» TASK DIRECTIONS:
From the entries that follow, report every line in which "isFavorited" occurs.

[GIVEN RECORDS]

use rusqlite::{named_params, OptionalExtension, Row};

use super::{Repo, StoredEntity};
use crate::core::error::{Context, Result, StorageError};
use crate::core::identity::{reconcile, IdentityTable, WriteIntent};
use crate::core::model::{SavedSearch, SavedSearchKey};
use crate::core::statements::CachedStatement;
use crate::core::validation::check_saved_search;

impl StoredEntity for SavedSearch {
    const IDENTITY: IdentityTable = IdentityTable::SAVED_SEARCH;

    fn from_row(row: &Row<'_>) -> rusqlite::Result<Self> {
        Ok(SavedSearch {
            local_id: row.get("localUid")?,
            guid: row.get("guid")?,
            name: row.get("name")?,
            query: row.get("query")?,
            query_format: row.get("format")?,
            update_sequence_number: row.get("updateSequenceNumber")?,
            include_account: row.get("includeAccount")?,
            include_personal_linked_notebooks: row.get("includePersonalLinkedNotebooks")?,
            include_business_linked_notebooks: row.get("includeBusinessLinkedNotebooks")?,
            is_dirty: row.get("isDirty")?,
            is_local: row.get("isLocal")?,
            is_favorited: row.get("isFavorited")?,
        })
    }
}

impl Repo<'_> {
    /// Writes a saved search and returns it with its final local id.
    ///
    /// # Errors
    ///
    /// Fails with `AlreadyExists` when another search already uses the same
    /// name, compared case-insensitively.
    pub fn put_saved_search(&self, search: &SavedSearch, intent: WriteIntent) -> Result<SavedSearch> {
        check_saved_search(search)?;
        let local_id = reconcile(
            self.conn,
            IdentityTable::SAVED_SEARCH,
            intent,
            &search.local_id,
            search.guid.as_deref(),
        )?;

        let name = search.name.as_deref().unwrap_or_default();
        let name_lower = name.to_lowercase();
        let holder: Option<String> = self
            .conn
            .query_row(
                "SELECT localUid FROM SavedSearches WHERE nameLower = ?1",
                [&name_lower],
                |row| row.get(0),
            )
            .optional()
            .context("can't check saved search name")?;
        if holder.is_some_and(|h| h != local_id) {
            return Err(StorageError::already_exists("Saved search", name));
        }

        let statement = match intent {
            WriteIntent::Add => CachedStatement::InsertSavedSearch,
            WriteIntent::Update => CachedStatement::UpdateSavedSearch,
        };
        self.stmts
            .prepare(self.conn, statement)?
            .execute(named_params! {
                ":localUid": local_id,
                ":guid": search.guid,
                ":name": name,
                ":nameLower": name_lower,
                ":query": search.query,
                ":format": search.query_format,
                ":updateSequenceNumber": search.update_sequence_number,
                ":isDirty": search.is_dirty,
                ":isLocal": search.is_local,
                ":isFavorited": search.is_favorited,
                ":includeAccount": search.include_account,
                ":includePersonalLinkedNotebooks": search.include_personal_linked_notebooks,
                ":includeBusinessLinkedNotebooks": search.include_business_linked_notebooks,
            })
            .context("can't write saved search")?;

        Ok(SavedSearch {
            local_id,
            ..search.clone()
        })
    }

    pub fn find_saved_search(&self, key: &SavedSearchKey) -> Result<Option<SavedSearch>> {
        match key {
            SavedSearchKey::LocalId(id) => self.find_by_local_id(id),
            SavedSearchKey::Guid(guid) => self.find_by_guid(guid),
            SavedSearchKey::Name(name) => self.find_by("nameLower", &name.to_lowercase()),
        }
    }

    pub fn expunge_saved_search(&self, local_id: &str) -> Result<()> {
        let changed = self
            .conn
            .execute("DELETE FROM SavedSearches WHERE localUid = ?1", [local_id])
            .context("can't expunge saved search")?;
        if changed == 0 {
            return Err(StorageError::not_found("Saved search", local_id));
        }
        Ok(())
    }
}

[/GIVEN RECORDS]

» SOLUTION TO THE PROBLEM:
            is_favorited: row.get("isFavorited")?,
                ":isFavorited": search.is_favorited,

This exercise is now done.